Monday 9 April 2018

We Go to the Gallery

This book, from the Dung Beetle reading scheme,* perfectly encapsulates the roaring depths of alienation, ennui, spiralling existential dread and general sociocultural anxiety with which one's consciousness, upon introduction to their subjective-conceptual limits of artistic and philosophical meaning, becomes afloat with a taste of the transcendent, develops metaphysical and aesthetic and spiritual curiousity, only to be caught up in the westerly winds of modernist and postmodernist and all-the-other-too-manyisms-in-between airs of creative thinking blown across history and so left stranded in the vast stormclouds of the absurd which roll across our contemporary global attention span, shrinking as it is.

In it, Susan and John go to an art gallery with their Mummy, who explains the art to them.



* In the way that those Ladybird spoofs took off, this is the next level of spoof: the Dung Beetle learning books are "designed to make scary subjects approachable for the under 5s. Printed in bold colours and written in clear, simple English, each book will drag families into the dark recesses of the collective unconscious, for their broader cultural benefit," as their incover-page-blurbage attests, and even if this book is the only one they have thus far published it certainly more-or-less achieves this stoic promise. I can only apologise for the lack of accessibility employed in the verbiage of this post, it being a purely accidental side-product of my efforts to write quickly and concisely (which I then undo whatever relative efficiency that that may have allowed by farting off down pointless corners of discourse like this, but nevertheless -) but basically I think this book is as clever and funny as it is bleak and ridiculous, and could make a great present for the right person. Bearing in mind it is really not a children's book in the classical content sense.

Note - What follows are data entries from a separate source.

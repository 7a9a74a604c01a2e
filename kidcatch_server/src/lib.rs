// kidcatch_server: the JSON API over the creation core, plus the `kidcatch`
// command-line tool.
//
// Module overview:
// - `config.rs`:  `ServerConfig` (bind address, port, share-link base, store
//                 file, worker count, enrichment settings) from defaults and
//                 environment.
// - `router.rs`:  `route(method, url) -> Route`, pure path/query matching.
// - `app.rs`:     `App`, which owns the store and the guide and turns a
//                 request into an `ApiResponse`. All endpoint semantics live
//                 here.
// - `server.rs`:  tiny_http listener, worker pool, `start_server` and
//                 `ServerHandle::stop`.
// - `error.rs`:   `ServerError` (startup failures only).
//
// The server can run from the binary (`main.rs`) or be embedded, as the
// smoke test does, via `start_server` on port 0.

pub mod app;
pub mod config;
pub mod error;
pub mod router;
pub mod server;

pub use app::{ApiResponse, App};
pub use config::ServerConfig;
pub use error::ServerError;
pub use server::{ServerHandle, start_server};
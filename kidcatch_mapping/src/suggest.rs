// Related-choice suggestions shown to the parent after an object is picked.
//
// Exact match on the choice, no resolver involved.

const SKY: &[&str] = &["月亮", "雲朵", "彩虹"];
const FEELINGS: &[&str] = &["擁抱", "笑臉", "親親"];
const FRUIT: &[&str] = &["蘋果", "香蕉", "西瓜"];
const MORE_FRUIT: &[&str] = &["草莓", "葡萄", "橘子"];

/// Choices that pair well with `current_choice`. Empty when nothing fits.
pub fn suggest_related_choices(current_choice: &str) -> Vec<&'static str> {
    let mut suggestions = Vec::new();
    if current_choice == "星星" {
        suggestions.extend_from_slice(SKY);
    }
    if current_choice == "愛心" {
        suggestions.extend_from_slice(FEELINGS);
    }
    if FRUIT.contains(&current_choice) {
        suggestions.extend_from_slice(MORE_FRUIT);
    }
    suggestions
}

Liberating Life: Women's Revolution

This book is the first that I've reread since already having read it originally since January 2014 and thus done a blogpost about, and therefore now has two blogposts about it - for some degree of non-replication-efforts the link there just leads to my previous post about it. I recommended it as the reading for the New Roots Radical Library's reading group, which if you're a Sheffield-based lefty looking to self-educate further among friendly conversational local peers I cannot recommend highly enough, but perhaps underestimated how much readers of this would have to sort of understand Kurdish sociocultural and geopolitical context in order to the points to fully stick. As such, I found myself somewhat awkwardly in a sort of seminar-facilitator role to the discussion (and as the reading group is meant to be a non-hierarchical open knowledge-sharing space rather than didactic learning, this both was and wasn't problematic).

Readers may have heard of Anna Campbell, who was killed by Turkish forces earlier this year fighting in solidarity alongside the YPJ in Afrin; she used to study at Sheffield and volunteered at New Roots, so this discussion in its up-to-date context was quite close to home for those who knew her, but also a deeper surge for the prompting of anyone who in these turbulent times we live in sides with freedom and justice, feminism, socialism and ecological consciousness - if she believed in these ideals enough to die for them, the least we can do from our deskchairs is openly support them. Please donate!

Sunday 1 April 2018

the Presence of the Kingdom

This book by Jacques Ellul needs very little said about it because it quite completely blew my mind, not by introducing me to new ideas but essentially because it represents a total synthesis of all of what I thought were my most radical systems of ideas I'd encountered and grouped into some kind of holistic critique of modernity but expressed more succintly (not to mention logically) than I would ever have been capable of, and grounded fully and richly in a rigorous exposition of the dynamics of God-headed Spirit-led discipleship rightly understood in opposition to the worldly powers of the twentieth century. No single book* has quite so entirely both affirmed and challenged my personal state of thinking and living. If every church leader read this and digested its truths, there would be an utterly unprecedented surge of repentance from congregations who have conformed too far to comfortably stand against sin; a return to Scripture to listen to Jesus' cry of forgiveness for those lost in the condemned pits of modernity. One of our greatest western prophetic thinkers, to be sure. Partly why I'm writing such a short post about it - it's one of his earliest books and is described as laying out his general systemic viewpoint, and so I will certainly be digging into further detail of his perspectives through others of the many books he wrote.


* As ever with these hyperbolic statements about Christian literature; except the Bible.